▶ INFORMATION SUPPLIED
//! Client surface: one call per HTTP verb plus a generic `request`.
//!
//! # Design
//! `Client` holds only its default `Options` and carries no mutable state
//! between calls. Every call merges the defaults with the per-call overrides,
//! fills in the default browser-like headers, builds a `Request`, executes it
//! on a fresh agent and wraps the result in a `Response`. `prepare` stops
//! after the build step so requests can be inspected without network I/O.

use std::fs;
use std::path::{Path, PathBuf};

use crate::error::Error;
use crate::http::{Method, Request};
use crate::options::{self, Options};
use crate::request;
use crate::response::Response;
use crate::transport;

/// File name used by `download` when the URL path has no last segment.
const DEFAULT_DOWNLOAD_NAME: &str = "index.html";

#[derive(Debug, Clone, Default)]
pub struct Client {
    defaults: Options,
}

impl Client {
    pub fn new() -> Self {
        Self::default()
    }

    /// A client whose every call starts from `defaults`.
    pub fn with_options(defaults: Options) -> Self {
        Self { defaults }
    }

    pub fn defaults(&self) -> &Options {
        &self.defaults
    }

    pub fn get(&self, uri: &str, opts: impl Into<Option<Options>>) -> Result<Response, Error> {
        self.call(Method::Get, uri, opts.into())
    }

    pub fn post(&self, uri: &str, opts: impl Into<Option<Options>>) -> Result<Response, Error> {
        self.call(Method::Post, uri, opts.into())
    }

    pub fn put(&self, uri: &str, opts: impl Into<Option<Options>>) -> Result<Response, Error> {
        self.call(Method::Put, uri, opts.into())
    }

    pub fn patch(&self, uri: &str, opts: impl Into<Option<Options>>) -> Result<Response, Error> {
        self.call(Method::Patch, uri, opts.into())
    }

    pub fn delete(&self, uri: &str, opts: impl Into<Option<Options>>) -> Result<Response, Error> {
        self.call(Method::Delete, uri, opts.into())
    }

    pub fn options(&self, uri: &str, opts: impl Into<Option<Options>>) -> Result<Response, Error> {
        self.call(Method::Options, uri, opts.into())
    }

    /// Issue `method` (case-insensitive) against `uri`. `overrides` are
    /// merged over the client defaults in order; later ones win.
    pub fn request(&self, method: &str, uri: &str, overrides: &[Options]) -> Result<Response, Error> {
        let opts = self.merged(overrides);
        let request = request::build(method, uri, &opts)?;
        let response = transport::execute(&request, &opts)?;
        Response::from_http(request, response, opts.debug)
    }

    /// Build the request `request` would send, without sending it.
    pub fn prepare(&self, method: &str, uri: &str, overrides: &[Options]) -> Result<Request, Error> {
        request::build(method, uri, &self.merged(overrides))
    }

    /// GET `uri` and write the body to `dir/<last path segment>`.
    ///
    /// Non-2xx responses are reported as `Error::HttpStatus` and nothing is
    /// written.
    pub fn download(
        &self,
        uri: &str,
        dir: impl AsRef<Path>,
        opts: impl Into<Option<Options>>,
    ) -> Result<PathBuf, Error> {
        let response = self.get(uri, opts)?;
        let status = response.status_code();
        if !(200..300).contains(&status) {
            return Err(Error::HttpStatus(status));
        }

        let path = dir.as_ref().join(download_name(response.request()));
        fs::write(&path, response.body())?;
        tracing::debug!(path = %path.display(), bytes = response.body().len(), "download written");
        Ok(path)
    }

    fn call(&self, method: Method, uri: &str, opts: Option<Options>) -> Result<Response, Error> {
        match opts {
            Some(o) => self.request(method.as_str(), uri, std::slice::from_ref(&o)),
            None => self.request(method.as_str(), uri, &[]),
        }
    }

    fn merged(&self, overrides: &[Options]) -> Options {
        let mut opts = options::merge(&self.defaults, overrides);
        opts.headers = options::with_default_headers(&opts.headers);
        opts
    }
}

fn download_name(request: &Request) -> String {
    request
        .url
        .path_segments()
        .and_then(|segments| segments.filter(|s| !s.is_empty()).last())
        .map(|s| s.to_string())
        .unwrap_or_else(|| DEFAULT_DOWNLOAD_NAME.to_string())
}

▶ DESCRIPTION OF THE TASK
Give the listing again in full, with every line intact.

▶ YOUR SOLUTION
//! Client surface: one call per HTTP verb plus a generic `request`.
//!
//! # Design
//! `Client` holds only its default `Options` and carries no mutable state
//! between calls. Every call merges the defaults with the per-call overrides,
//! fills in the default browser-like headers, builds a `Request`, executes it
//! on a fresh agent and wraps the result in a `Response`. `prepare` stops
//! after the build step so requests can be inspected without network I/O.

use std::fs;
use std::path::{Path, PathBuf};

use crate::error::Error;
use crate::http::{Method, Request};
use crate::options::{self, Options};
use crate::request;
use crate::response::Response;
use crate::transport;

/// File name used by `download` when the URL path has no last segment.
const DEFAULT_DOWNLOAD_NAME: &str = "index.html";

#[derive(Debug, Clone, Default)]
pub struct Client {
    defaults: Options,
}

impl Client {
    pub fn new() -> Self {
        Self::default()
    }

    /// A client whose every call starts from `defaults`.
    pub fn with_options(defaults: Options) -> Self {
        Self { defaults }
    }

    pub fn defaults(&self) -> &Options {
        &self.defaults
    }

    pub fn get(&self, uri: &str, opts: impl Into<Option<Options>>) -> Result<Response, Error> {
        self.call(Method::Get, uri, opts.into())
    }

    pub fn post(&self, uri: &str, opts: impl Into<Option<Options>>) -> Result<Response, Error> {
        self.call(Method::Post, uri, opts.into())
    }

    pub fn put(&self, uri: &str, opts: impl Into<Option<Options>>) -> Result<Response, Error> {
        self.call(Method::Put, uri, opts.into())
    }

    pub fn patch(&self, uri: &str, opts: impl Into<Option<Options>>) -> Result<Response, Error> {
        self.call(Method::Patch, uri, opts.into())
    }

    pub fn delete(&self, uri: &str, opts: impl Into<Option<Options>>) -> Result<Response, Error> {
        self.call(Method::Delete, uri, opts.into())
    }

    pub fn options(&self, uri: &str, opts: impl Into<Option<Options>>) -> Result<Response, Error> {
        self.call(Method::Options, uri, opts.into())
    }

    /// Issue `method` (case-insensitive) against `uri`. `overrides` are
    /// merged over the client defaults in order; later ones win.
    pub fn request(&self, method: &str, uri: &str, overrides: &[Options]) -> Result<Response, Error> {
        let opts = self.merged(overrides);
        let request = request::build(method, uri, &opts)?;
        let response = transport::execute(&request, &opts)?;
        Response::from_http(request, response, opts.debug)
    }

    /// Build the request `request` would send, without sending it.
    pub fn prepare(&self, method: &str, uri: &str, overrides: &[Options]) -> Result<Request, Error> {
        request::build(method, uri, &self.merged(overrides))
    }

    /// GET `uri` and write the body to `dir/<last path segment>`.
    ///
    /// Non-2xx responses are reported as `Error::HttpStatus` and nothing is
    /// written.
    pub fn download(
        &self,
        uri: &str,
        dir: impl AsRef<Path>,
        opts: impl Into<Option<Options>>,
    ) -> Result<PathBuf, Error> {
        let response = self.get(uri, opts)?;
        let status = response.status_code();
        if !(200..300).contains(&status) {
            return Err(Error::HttpStatus(status));
        }

        let path = dir.as_ref().join(download_name(response.request()));
        fs::write(&path, response.body())?;
        tracing::debug!(path = %path.display(), bytes = response.body().len(), "download written");
        Ok(path)
    }

    fn call(&self, method: Method, uri: &str, opts: Option<Options>) -> Result<Response, Error> {
        match opts {
            Some(o) => self.request(method.as_str(), uri, std::slice::from_ref(&o)),
            None => self.request(method.as_str(), uri, &[]),
        }
    }

    fn merged(&self, overrides: &[Options]) -> Options {
        let mut opts = options::merge(&self.defaults, overrides);
        opts.headers = options::with_default_headers(&opts.headers);
        opts
    }
}

fn download_name(request: &Request) -> String {
    request
        .url
        .path_segments()
        .and_then(|segments| segments.filter(|s| !s.is_empty()).last())
        .map(|s| s.to_string())
        .unwrap_or_else(|| DEFAULT_DOWNLOAD_NAME.to_string())
}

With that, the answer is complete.